→ Task details
From the entries that follow, copy each line containing the word "keys".

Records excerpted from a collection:

§ §

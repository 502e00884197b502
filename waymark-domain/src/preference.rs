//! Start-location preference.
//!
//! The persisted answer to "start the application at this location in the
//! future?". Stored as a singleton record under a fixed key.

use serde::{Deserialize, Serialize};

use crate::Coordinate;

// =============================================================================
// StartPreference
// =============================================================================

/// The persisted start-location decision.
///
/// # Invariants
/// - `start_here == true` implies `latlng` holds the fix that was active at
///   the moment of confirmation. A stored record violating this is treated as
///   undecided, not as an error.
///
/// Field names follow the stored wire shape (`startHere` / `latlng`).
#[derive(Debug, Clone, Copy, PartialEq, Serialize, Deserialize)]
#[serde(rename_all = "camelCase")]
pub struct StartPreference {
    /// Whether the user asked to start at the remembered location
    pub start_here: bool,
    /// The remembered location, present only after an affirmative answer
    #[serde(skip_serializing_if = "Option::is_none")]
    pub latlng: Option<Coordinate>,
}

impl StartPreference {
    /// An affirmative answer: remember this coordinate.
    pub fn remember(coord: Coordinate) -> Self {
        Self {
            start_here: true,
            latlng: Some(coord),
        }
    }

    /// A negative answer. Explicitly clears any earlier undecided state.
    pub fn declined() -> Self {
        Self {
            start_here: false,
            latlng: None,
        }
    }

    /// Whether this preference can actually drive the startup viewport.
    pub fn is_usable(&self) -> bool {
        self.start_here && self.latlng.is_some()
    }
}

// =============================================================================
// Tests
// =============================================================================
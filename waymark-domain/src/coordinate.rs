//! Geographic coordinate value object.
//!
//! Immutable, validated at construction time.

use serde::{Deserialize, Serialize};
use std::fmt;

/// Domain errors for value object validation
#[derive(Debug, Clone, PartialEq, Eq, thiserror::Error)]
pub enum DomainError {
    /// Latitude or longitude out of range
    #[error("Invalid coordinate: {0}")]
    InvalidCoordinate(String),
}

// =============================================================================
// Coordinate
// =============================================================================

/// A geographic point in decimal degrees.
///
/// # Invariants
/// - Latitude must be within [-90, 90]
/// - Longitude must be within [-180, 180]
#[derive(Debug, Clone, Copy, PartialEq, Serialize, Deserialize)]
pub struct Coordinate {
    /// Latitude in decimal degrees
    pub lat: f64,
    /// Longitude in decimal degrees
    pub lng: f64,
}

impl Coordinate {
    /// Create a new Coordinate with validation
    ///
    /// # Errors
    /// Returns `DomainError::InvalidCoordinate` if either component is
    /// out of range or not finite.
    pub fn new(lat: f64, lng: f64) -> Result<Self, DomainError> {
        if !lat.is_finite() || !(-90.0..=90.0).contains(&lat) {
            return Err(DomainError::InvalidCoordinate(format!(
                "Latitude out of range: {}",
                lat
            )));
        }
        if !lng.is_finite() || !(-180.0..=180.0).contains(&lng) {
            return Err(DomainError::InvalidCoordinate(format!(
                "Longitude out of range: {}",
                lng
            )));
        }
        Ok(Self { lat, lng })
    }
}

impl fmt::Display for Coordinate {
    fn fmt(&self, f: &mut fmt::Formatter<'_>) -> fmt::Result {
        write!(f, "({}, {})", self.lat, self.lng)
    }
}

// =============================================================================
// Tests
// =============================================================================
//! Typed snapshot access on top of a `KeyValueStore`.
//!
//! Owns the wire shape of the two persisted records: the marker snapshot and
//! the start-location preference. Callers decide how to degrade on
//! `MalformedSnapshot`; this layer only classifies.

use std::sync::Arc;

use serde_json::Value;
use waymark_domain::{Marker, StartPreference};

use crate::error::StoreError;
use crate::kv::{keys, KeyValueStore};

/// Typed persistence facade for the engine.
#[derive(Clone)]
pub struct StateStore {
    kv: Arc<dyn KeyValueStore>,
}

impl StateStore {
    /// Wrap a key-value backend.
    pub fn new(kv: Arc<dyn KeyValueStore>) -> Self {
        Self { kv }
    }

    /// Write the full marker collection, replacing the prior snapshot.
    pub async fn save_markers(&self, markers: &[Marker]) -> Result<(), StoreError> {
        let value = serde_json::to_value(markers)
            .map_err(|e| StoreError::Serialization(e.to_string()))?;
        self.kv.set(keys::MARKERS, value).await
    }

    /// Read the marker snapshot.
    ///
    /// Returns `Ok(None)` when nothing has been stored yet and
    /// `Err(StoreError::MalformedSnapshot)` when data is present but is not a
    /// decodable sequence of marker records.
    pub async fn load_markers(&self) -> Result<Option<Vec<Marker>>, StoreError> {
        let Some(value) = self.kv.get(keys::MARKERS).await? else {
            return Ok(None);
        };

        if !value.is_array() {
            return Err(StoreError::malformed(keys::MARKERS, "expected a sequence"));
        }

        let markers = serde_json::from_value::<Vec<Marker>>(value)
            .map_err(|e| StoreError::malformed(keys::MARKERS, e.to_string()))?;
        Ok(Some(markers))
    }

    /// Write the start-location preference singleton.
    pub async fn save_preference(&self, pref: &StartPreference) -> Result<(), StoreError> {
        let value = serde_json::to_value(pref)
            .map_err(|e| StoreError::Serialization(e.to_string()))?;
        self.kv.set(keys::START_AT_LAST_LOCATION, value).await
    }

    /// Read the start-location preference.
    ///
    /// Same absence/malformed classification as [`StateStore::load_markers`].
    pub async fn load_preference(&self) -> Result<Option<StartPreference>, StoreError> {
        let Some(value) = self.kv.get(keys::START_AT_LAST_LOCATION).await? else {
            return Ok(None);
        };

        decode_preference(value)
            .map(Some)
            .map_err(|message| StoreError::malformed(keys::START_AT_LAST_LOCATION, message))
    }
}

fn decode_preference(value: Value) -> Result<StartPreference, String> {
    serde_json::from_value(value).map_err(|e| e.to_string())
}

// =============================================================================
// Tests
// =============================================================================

§ §

→ Expected answer
use crate::kv::{keys, KeyValueStore};
        self.kv.set(keys::MARKERS, value).await
        let Some(value) = self.kv.get(keys::MARKERS).await? else {
            return Err(StoreError::malformed(keys::MARKERS, "expected a sequence"));
            .map_err(|e| StoreError::malformed(keys::MARKERS, e.to_string()))?;
        self.kv.set(keys::START_AT_LAST_LOCATION, value).await
        let Some(value) = self.kv.get(keys::START_AT_LAST_LOCATION).await? else {
            .map_err(|message| StoreError::malformed(keys::START_AT_LAST_LOCATION, message))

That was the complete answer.